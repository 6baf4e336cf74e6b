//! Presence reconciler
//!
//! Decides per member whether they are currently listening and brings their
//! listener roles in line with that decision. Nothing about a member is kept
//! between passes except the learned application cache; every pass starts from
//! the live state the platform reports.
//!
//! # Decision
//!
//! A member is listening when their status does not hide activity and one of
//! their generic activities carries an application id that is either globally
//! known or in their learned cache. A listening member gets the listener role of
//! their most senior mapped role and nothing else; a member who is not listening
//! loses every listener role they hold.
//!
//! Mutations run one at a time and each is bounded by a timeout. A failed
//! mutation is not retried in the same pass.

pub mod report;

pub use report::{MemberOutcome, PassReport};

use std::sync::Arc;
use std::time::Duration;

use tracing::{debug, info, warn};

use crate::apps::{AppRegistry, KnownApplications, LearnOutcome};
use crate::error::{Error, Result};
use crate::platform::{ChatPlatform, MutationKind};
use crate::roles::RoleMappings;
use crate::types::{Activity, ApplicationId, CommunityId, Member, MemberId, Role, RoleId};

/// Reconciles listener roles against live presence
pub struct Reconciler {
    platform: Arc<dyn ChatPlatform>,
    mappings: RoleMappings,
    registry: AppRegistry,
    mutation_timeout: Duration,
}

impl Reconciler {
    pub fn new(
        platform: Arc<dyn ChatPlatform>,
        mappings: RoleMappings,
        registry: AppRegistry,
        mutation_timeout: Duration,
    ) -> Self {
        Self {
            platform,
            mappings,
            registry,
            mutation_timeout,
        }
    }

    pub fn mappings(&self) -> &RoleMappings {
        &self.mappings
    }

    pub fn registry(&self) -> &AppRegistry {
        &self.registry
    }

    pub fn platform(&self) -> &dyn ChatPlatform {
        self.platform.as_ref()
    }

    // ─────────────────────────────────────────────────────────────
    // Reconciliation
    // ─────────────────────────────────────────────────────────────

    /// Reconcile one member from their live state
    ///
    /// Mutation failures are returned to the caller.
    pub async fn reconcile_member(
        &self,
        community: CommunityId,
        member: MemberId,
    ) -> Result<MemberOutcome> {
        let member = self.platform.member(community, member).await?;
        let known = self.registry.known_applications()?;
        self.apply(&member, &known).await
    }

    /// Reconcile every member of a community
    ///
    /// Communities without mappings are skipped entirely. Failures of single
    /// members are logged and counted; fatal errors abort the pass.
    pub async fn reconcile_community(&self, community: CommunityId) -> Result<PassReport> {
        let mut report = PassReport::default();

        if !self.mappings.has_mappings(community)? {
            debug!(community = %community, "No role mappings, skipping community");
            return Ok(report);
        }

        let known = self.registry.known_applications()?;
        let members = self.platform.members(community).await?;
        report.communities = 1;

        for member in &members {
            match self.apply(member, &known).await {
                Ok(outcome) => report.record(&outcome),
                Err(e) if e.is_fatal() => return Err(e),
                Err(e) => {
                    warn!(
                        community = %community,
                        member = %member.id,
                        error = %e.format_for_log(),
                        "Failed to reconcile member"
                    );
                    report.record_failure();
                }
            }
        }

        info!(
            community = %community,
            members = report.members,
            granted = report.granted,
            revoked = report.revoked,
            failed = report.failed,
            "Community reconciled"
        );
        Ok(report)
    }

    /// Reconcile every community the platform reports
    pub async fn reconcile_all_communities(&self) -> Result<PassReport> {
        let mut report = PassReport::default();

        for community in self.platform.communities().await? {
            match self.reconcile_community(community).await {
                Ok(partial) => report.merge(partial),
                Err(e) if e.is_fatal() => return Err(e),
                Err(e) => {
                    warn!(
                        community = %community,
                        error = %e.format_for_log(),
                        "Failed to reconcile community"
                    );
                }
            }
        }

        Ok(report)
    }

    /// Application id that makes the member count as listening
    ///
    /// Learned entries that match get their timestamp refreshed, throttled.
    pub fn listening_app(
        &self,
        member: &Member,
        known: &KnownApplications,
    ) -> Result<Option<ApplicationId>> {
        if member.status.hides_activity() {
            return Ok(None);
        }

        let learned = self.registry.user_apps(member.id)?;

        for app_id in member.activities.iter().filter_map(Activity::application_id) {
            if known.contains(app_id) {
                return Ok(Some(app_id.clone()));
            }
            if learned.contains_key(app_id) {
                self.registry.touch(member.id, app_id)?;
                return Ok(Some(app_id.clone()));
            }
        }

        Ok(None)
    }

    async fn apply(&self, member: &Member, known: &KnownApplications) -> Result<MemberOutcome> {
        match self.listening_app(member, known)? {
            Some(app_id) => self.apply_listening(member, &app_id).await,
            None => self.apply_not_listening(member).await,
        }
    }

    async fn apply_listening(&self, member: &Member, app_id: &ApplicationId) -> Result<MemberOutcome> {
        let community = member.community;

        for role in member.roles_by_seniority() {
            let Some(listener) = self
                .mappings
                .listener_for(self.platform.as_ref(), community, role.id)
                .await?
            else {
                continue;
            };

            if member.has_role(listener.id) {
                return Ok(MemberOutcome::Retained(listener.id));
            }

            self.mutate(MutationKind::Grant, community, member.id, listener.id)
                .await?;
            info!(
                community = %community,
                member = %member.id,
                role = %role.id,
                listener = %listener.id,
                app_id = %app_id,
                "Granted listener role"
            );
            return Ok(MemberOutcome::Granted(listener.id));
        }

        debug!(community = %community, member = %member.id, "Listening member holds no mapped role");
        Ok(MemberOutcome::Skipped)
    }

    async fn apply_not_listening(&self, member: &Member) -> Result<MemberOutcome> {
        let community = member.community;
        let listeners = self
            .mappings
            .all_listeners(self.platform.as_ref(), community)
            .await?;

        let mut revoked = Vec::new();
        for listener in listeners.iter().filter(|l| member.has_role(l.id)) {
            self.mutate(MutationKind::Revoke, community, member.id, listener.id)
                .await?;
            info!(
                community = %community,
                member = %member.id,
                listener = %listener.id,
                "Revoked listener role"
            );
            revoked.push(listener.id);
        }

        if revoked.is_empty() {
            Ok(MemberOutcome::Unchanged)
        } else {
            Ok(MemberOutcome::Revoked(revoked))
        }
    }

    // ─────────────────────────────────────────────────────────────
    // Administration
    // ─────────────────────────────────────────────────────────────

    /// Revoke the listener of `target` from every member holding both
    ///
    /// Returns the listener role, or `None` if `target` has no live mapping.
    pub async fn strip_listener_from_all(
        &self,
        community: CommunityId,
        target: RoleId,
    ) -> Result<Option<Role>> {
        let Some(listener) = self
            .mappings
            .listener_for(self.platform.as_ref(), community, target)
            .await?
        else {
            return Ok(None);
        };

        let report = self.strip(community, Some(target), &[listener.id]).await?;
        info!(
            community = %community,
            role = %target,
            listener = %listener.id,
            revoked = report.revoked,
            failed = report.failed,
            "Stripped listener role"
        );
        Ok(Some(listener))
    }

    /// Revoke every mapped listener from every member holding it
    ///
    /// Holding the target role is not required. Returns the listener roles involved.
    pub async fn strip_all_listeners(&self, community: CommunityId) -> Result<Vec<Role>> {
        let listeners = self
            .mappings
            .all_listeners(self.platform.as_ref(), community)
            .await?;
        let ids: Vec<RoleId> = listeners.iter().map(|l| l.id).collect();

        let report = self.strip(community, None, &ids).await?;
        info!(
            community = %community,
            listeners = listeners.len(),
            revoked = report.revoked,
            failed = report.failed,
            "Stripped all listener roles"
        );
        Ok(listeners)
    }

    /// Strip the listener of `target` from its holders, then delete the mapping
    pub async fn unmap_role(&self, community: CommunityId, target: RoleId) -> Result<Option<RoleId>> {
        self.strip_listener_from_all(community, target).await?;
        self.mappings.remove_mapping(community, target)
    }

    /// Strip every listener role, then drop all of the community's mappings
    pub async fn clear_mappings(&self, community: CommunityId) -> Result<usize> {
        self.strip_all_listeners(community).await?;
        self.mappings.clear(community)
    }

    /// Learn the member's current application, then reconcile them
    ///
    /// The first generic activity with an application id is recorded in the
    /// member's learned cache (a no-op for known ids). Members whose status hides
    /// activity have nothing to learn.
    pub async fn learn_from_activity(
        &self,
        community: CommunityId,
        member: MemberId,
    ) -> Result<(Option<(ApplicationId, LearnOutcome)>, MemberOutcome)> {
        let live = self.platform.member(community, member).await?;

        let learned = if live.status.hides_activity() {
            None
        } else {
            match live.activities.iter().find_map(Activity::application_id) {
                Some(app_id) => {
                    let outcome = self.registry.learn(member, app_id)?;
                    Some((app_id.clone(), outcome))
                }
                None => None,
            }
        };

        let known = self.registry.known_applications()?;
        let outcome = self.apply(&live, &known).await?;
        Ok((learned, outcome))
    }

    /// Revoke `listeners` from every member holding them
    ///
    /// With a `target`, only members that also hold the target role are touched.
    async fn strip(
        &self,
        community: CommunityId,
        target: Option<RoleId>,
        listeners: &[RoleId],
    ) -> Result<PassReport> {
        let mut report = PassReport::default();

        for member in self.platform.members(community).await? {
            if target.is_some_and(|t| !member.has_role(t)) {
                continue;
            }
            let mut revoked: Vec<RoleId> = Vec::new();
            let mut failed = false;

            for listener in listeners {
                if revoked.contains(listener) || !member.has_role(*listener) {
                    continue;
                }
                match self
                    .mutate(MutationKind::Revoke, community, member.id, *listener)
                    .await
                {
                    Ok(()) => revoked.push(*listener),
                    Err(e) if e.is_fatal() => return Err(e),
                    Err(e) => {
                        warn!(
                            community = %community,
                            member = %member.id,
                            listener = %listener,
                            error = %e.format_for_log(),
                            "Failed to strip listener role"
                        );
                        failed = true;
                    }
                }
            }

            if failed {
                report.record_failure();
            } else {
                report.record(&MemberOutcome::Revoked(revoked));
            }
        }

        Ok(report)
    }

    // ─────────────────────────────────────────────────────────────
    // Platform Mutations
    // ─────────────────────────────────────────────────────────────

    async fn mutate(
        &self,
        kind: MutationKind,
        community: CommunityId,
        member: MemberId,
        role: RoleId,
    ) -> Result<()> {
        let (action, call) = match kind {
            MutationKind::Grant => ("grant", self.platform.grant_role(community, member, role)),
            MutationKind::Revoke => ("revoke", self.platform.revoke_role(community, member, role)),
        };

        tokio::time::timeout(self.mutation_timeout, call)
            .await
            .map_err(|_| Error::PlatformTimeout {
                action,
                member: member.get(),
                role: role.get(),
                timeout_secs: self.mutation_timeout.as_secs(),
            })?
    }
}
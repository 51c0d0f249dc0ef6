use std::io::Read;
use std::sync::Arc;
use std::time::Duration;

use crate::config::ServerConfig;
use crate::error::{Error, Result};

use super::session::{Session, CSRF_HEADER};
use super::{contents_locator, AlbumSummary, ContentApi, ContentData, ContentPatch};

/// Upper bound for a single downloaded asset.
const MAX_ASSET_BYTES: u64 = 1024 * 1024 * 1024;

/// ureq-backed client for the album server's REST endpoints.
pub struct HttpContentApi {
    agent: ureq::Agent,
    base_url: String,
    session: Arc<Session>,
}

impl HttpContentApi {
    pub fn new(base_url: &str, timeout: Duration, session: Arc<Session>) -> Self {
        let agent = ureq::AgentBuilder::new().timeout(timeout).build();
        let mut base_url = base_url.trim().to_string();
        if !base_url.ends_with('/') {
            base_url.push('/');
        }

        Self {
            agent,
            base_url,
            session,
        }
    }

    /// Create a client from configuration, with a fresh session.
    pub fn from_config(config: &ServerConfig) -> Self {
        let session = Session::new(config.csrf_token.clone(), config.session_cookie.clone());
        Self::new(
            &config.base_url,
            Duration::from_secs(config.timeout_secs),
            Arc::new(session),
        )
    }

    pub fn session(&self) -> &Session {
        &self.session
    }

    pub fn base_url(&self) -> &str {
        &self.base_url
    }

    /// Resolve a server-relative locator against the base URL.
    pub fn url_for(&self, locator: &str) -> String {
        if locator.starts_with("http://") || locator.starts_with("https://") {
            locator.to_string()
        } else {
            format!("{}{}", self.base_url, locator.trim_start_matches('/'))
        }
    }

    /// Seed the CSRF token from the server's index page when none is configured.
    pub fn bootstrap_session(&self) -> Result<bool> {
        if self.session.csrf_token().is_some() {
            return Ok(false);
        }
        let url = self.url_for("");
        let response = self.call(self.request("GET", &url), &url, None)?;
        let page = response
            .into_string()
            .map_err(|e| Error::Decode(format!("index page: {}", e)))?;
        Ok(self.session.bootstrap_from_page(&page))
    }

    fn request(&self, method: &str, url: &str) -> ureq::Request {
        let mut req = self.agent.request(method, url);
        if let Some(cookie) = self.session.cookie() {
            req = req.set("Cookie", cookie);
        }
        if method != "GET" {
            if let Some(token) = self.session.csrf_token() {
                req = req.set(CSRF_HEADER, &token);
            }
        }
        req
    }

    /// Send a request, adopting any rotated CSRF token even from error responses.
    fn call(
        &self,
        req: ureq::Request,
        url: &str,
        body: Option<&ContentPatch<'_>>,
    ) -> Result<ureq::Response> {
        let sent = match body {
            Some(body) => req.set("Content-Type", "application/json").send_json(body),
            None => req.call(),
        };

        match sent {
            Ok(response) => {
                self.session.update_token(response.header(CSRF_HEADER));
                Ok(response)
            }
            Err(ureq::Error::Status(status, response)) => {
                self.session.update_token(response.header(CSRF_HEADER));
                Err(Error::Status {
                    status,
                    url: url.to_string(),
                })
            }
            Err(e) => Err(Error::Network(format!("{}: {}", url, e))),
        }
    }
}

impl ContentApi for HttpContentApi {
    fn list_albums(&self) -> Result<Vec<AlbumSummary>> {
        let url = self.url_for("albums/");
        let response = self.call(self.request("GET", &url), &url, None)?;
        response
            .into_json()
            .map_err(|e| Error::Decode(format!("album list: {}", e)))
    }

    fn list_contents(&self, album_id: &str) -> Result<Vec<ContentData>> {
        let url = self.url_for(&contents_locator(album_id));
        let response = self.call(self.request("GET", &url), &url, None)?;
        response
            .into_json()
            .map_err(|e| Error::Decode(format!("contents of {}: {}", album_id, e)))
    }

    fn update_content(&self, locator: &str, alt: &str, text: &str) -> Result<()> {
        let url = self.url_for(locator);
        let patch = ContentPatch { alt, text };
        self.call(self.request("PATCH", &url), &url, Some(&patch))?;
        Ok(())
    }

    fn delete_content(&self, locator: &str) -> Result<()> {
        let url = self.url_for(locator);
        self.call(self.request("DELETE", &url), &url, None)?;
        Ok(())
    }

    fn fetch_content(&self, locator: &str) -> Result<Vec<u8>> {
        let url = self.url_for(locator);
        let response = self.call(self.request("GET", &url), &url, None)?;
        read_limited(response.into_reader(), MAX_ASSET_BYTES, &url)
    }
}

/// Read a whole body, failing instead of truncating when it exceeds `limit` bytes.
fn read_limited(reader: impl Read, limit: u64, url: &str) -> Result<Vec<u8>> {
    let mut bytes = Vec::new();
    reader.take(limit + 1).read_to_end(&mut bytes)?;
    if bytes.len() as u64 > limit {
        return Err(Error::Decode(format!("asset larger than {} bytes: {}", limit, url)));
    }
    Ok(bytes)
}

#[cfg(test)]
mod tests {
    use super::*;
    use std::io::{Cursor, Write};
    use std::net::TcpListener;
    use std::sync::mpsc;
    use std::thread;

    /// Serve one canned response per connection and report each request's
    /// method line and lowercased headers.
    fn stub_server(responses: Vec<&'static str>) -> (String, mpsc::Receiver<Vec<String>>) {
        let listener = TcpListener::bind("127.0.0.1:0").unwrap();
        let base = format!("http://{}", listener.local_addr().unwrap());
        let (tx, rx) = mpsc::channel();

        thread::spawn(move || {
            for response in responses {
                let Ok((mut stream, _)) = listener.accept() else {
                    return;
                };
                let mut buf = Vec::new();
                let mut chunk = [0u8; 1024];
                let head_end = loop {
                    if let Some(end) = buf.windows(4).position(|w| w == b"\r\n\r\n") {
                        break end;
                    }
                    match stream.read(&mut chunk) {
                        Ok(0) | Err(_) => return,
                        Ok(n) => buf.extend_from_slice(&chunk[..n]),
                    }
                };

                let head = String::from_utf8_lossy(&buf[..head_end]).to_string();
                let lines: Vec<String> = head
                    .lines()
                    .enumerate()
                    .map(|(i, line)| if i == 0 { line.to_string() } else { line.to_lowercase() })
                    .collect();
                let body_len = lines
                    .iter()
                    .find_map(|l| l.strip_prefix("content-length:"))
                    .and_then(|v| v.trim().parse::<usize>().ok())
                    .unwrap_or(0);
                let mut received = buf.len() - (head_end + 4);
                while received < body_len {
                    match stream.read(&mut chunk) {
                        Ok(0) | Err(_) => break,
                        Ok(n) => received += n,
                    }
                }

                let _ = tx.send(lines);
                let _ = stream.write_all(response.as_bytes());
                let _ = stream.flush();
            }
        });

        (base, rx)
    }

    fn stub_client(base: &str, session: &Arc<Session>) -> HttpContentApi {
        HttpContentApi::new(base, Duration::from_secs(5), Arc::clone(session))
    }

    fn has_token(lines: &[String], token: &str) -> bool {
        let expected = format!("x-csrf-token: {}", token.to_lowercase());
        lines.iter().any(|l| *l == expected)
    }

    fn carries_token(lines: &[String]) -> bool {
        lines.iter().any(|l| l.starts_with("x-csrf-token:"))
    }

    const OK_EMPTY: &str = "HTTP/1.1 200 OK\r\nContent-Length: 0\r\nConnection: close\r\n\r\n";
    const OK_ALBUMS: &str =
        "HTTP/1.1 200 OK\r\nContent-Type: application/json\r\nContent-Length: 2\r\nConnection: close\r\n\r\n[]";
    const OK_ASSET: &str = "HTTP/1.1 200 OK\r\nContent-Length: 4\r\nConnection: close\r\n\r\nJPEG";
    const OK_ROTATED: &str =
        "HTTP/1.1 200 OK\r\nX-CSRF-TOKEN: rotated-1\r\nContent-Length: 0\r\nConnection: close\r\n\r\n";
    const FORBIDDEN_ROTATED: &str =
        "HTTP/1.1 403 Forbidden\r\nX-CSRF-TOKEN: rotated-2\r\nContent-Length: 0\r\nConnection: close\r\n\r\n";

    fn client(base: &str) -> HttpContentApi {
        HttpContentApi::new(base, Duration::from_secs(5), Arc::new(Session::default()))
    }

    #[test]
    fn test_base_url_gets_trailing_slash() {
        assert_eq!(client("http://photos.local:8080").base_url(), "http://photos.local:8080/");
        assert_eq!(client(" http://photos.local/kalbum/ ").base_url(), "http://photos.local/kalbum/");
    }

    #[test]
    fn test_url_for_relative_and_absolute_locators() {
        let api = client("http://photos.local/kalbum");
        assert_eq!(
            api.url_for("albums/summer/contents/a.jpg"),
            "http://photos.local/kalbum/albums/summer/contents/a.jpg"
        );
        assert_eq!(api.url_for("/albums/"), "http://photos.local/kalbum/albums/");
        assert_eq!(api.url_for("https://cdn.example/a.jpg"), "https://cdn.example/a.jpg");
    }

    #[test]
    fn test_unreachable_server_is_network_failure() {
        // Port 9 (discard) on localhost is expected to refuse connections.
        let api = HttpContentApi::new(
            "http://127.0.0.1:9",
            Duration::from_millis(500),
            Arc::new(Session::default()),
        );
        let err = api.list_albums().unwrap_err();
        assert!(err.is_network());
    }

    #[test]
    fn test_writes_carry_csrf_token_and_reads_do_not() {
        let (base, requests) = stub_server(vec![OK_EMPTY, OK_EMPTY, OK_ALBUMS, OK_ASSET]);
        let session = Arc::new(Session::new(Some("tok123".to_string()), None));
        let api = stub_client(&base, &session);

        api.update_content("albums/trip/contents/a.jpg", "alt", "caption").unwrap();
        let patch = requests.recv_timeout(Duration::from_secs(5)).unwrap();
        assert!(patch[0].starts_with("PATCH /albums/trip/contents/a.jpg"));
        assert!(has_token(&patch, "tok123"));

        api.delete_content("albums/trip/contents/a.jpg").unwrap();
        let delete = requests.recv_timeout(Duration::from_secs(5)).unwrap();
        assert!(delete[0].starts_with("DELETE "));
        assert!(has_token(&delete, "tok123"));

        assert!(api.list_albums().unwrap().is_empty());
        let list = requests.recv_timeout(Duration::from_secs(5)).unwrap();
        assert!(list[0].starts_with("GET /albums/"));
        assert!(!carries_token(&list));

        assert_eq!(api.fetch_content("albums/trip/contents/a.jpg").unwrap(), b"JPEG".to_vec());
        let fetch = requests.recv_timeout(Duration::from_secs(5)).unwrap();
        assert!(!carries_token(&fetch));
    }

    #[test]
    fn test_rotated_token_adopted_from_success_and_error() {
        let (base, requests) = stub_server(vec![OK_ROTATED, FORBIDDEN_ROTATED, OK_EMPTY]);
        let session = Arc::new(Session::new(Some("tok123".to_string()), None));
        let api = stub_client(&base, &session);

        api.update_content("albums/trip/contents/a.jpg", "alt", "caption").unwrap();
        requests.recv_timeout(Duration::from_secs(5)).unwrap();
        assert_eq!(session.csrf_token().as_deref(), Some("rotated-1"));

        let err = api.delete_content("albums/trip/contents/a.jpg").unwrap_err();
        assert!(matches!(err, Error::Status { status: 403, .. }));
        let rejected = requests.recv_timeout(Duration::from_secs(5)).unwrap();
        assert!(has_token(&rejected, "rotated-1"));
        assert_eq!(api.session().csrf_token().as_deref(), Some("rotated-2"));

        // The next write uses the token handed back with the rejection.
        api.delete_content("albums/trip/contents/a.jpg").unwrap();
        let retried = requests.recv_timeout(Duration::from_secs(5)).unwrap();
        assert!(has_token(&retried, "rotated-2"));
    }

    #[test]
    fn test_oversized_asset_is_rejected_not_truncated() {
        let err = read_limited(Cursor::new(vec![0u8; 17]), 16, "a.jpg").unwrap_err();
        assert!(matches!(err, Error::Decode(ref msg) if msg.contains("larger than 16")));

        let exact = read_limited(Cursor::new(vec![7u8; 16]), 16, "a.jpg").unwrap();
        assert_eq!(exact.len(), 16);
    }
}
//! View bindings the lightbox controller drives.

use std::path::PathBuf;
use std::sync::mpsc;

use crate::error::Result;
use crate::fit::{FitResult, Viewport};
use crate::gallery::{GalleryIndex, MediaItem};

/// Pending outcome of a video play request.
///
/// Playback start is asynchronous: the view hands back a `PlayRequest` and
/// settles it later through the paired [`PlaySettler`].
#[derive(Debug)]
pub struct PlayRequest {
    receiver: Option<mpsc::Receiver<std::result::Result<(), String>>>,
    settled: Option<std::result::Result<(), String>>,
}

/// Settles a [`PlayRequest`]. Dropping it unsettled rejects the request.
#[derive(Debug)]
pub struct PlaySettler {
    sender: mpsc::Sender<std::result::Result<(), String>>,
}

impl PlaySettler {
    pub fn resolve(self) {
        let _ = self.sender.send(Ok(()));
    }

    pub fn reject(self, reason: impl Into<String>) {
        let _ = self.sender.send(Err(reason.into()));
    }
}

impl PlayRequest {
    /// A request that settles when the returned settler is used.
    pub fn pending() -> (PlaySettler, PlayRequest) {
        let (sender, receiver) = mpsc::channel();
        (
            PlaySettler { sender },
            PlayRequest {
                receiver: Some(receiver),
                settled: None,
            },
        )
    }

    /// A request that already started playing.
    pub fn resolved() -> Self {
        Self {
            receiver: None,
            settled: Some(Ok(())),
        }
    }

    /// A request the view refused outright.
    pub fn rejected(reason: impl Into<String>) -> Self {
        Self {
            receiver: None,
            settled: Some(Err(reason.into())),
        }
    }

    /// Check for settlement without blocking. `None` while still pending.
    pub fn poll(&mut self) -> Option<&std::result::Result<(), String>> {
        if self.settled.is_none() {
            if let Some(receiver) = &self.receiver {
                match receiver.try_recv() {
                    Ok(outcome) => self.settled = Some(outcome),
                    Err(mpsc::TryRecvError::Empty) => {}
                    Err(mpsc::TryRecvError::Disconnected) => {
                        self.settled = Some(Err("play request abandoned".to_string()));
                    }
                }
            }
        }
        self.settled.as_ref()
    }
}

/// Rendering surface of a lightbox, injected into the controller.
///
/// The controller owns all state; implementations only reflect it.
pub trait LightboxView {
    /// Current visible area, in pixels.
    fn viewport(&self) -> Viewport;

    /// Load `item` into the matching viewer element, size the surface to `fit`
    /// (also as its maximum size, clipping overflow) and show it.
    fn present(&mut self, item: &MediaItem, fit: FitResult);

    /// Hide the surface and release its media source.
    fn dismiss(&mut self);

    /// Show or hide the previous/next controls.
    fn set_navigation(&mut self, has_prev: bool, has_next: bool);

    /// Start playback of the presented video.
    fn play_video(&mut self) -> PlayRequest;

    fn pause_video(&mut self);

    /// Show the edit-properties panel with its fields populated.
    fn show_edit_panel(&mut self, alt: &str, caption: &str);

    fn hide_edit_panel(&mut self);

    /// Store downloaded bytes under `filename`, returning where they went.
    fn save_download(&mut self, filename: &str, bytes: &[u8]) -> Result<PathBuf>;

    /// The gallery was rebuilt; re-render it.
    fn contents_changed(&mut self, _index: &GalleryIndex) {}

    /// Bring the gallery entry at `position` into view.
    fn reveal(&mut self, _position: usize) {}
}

§ §

Task details:
The expected answer is every line above in which the word "method" appears.

Task response:
    fn request(&self, method: &str, url: &str) -> ureq::Request {
        let mut req = self.agent.request(method, url);
        if method != "GET" {
    /// method line and lowercased headers.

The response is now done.